A decision from a government body that raises questions is nothing new. That happens every day.
But reversing course to do something that makes sense? That’s a little more noteworthy, so imagine the surprise when a highly divided panel did just that.
The Legislative Reapportionment Commission is hard at work trying to carve up the state into new legislative districts following the 2020 Census. The group — composed of the majority and minority leaders of the state House of Representatives and Senate as well as Chairman Mark Nordenberg — has done an about-face on a recent decision to count incarcerated individuals in the communities they lived in before arrest.
With that move, thousands of inmates who are located in counties like Fayette or Indiana would have been counted in state legislative districts in areas like Pittsburghor Philadelphia. The problem with this wouldn’t be where people voted, as someone actively serving a felony sentence in a state prison wouldn’t be casting a ballot. Instead, it would be how the state was divided up to represent the residents appropriately.

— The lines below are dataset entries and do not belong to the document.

use std::collections::HashMap;
use std::sync::Arc;

use async_trait::async_trait;

use r1tv::provider::{FeedResponse, FeedTransport, ProviderSpec, ResponseShape};
use r1tv::state::{FetchFailure, Input, ViewState};
use r1tv::{PipelineConfig, ResolveError, Resolver};

fn init_tracing() {
    let _ = tracing_subscriber::fmt()
        .with_env_filter(
            tracing_subscriber::EnvFilter::try_from_default_env()
                .unwrap_or_else(|_| tracing_subscriber::EnvFilter::new("info")),
        )
        .try_init();
}

/// Maps a URL substring to a canned response; anything unmatched 404s.
struct Scripted {
    responses: HashMap<&'static str, FeedResponse>,
}

impl Scripted {
    fn new<const N: usize>(entries: [(&'static str, u16, &str); N]) -> Arc<Self> {
        let responses = entries
            .into_iter()
            .map(|(needle, status, body)| {
                (needle, FeedResponse { status, body: body.to_string() })
            })
            .collect();
        Arc::new(Self { responses })
    }
}

#[async_trait]
impl FeedTransport for Scripted {
    async fn get(&self, url: &str) -> anyhow::Result<FeedResponse> {
        for (needle, response) in &self.responses {
            if url.contains(needle) {
                return Ok(response.clone());
            }
        }
        Ok(FeedResponse { status: 404, body: String::new() })
    }
}

fn providers() -> Vec<ProviderSpec> {
    vec![
        ProviderSpec {
            key: "garden",
            endpoint: "https://garden.example/{key}.json",
            shape: ResponseShape::JsonArray,
        },
        ProviderSpec {
            key: "playlist",
            endpoint: "https://playlist.example/{key}.m3u",
            shape: ResponseShape::M3uPlaylist,
        },
    ]
}

#[tokio::test]
async fn end_to_end_resolution_drops_and_dedupes() {
    init_tracing();
    let body = r#"[
        {"name": "ARD HD", "iptv_urls": ["https://a"]},
        {"name": "ARD HD", "iptv_urls": ["https://a"]},
        {"title": "ZDF", "stream": "rtmp://b"},
        {"name": "Bad"}
    ]"#;
    let transport = Scripted::new([("garden.example/de.json", 200, body)]);
    let resolver = Resolver::with_transport(PipelineConfig::default(), transport, providers());

    let session = resolver.open("de").await.unwrap();
    assert_eq!(session.provider(), "garden");
    assert_eq!(session.channel_count(), 2);

    let page = session.page(0);
    assert!(!page.has_more);
    assert_eq!(page.channels[0].name, "ard");
    assert_eq!(page.channels[0].url, "https://a");
    assert_eq!(page.channels[0].raw_name, "ARD HD");
    assert_eq!(page.channels[1].name, "zdf");
    assert_eq!(page.channels[1].url, "rtmp://b");
}

#[tokio::test]
async fn fallback_to_m3u_provider_when_json_source_is_down() {
    init_tracing();
    let playlist = "#EXTM3U\n\
        #EXTINF:-1 tvg-logo=\"https://logo/ard.png\" group-title=\"News\",ARD\n\
        https://ard.example/live.m3u8\n\
        #EXTINF:0,ZDF HD\n\
        rtmp://zdf.example/live\n";
    let transport = Scripted::new([
        ("garden.example", 500, ""),
        ("playlist.example/de.m3u", 200, playlist),
    ]);
    let resolver = Resolver::with_transport(PipelineConfig::default(), transport, providers());

    let session = resolver.open("DE").await.unwrap();
    assert_eq!(session.provider(), "playlist");
    assert_eq!(session.channel_count(), 2);

    let page = session.page(0);
    assert_eq!(page.channels[0].name, "ard");
    assert_eq!(page.channels[0].logo.as_deref(), Some("https://logo/ard.png"));
    assert_eq!(page.channels[0].source_category.as_deref(), Some("News"));
    assert_eq!(page.channels[1].name, "zdf");
}

#[tokio::test]
async fn exhausted_chain_is_retryable_and_retry_can_succeed() {
    init_tracing();
    // Everything 404s: no provider produced a payload.
    let transport = Scripted::new([]);
    let resolver = Resolver::with_transport(PipelineConfig::default(), transport, providers());

    let err = resolver.open("de").await.unwrap_err();
    assert!(matches!(err, ResolveError::NoProviderAvailable { .. }));
    assert!(err.is_retryable());
    assert_eq!(err.user_message(), "loading failed");

    // Retry is a distinct invocation of the same resolver.
    let state = ViewState::SelectingRegion
        .apply(Input::SelectRegion("de".to_string()))
        .apply(Input::FetchFailed(FetchFailure::from(&err)));
    let retry = state.retry().expect("loading failure offers retry");
    assert_eq!(retry, Input::SelectRegion("de".to_string()));
    assert!(resolver.open("de").await.is_err());
}

#[tokio::test]
async fn clean_empty_answer_is_not_a_failure_to_load() {
    init_tracing();
    let transport = Scripted::new([("garden.example/aq.json", 200, "[]")]);
    let resolver = Resolver::with_transport(PipelineConfig::default(), transport, providers());

    let err = resolver.open("aq").await.unwrap_err();
    assert!(matches!(err, ResolveError::EmptyResult { .. }));
    assert_eq!(err.user_message(), "no channels available");
    assert!(!err.is_retryable());

    let state = ViewState::SelectingRegion
        .apply(Input::SelectRegion("aq".to_string()))
        .apply(Input::FetchFailed(FetchFailure::from(&err)));
    assert!(state.retry().is_none());
}

#[tokio::test]
async fn stale_session_is_detected_after_reselection() {
    init_tracing();
    let body = r#"[{"name":"x","url":"https://x"}]"#;
    let transport = Scripted::new([
        ("garden.example/de.json", 200, body),
        ("garden.example/fr.json", 200, body),
    ]);
    let resolver = Resolver::with_transport(PipelineConfig::default(), transport, providers());

    let stale = resolver.open("de").await.unwrap();
    let current = resolver.open("fr").await.unwrap();

    // Last selection wins: the caller drops the superseded result.
    assert!(!resolver.is_current(&stale));
    assert!(resolver.is_current(&current));
}

#[tokio::test]
async fn paging_with_configured_size_and_load_more() {
    init_tracing();
    let records: Vec<String> = (0..9)
        .map(|i| format!(r#"{{"name":"Channel {i:02}","url":"https://stream/{i}"}}"#))
        .collect();
    let body = format!("[{}]", records.join(","));
    let transport = Scripted::new([("garden.example/de.json", 200, body.as_str())]);
    let config = PipelineConfig { page_size: 4, ..PipelineConfig::default() };
    let resolver = Resolver::with_transport(config, transport, providers());

    let mut session = resolver.open("de").await.unwrap();
    let first = session.page(0);
    assert_eq!(first.channels.len(), 4);
    assert!(first.has_more);

    // "Load more" re-fetches; global dedup keeps the count stable and the
    // earlier pages unchanged.
    resolver.refresh(&mut session).await.unwrap();
    assert_eq!(session.channel_count(), 9);
    assert_eq!(session.page(0), first);

    let last = session.page(2);
    assert_eq!(last.channels.len(), 1);
    assert!(!last.has_more);
}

Revisiting the idea, the commission changed direction, but the members didn’t just throw out the old vote. They made a thoughtful and logical decision that will really consider where people live, where they receive services and where people need to be represented.
Originally, only those serving life sentences in state prisons — people who would never return to their home communities — would have been counted at Houtzdale or Huntingdon or Somerset where they are located in fact.
Now the commission counts people who will be in prison through the next census in 2030 at that facility.
It’s a change that Senate Majority Leader Kim Ward, R- Hempfield, called “a common-sense compromise.” Who would ever imagine that coming out of Harrisburg?
The downside of the vote is that it doesn’t change the deepest-drawn lines — the ones between parties. The vote came down to Republicans for and Democratsagainst, with Nordenberg breaking the tie.
While common sense and compromise are welcome, they would be more beneficial if both sides were bending on the vote.
The commission’s work will begin in earnest in November when the actual, usable census information is received and the business of drawing the maps gets serious. Let’s hope common sense and real, best-interest compromise will rule the day.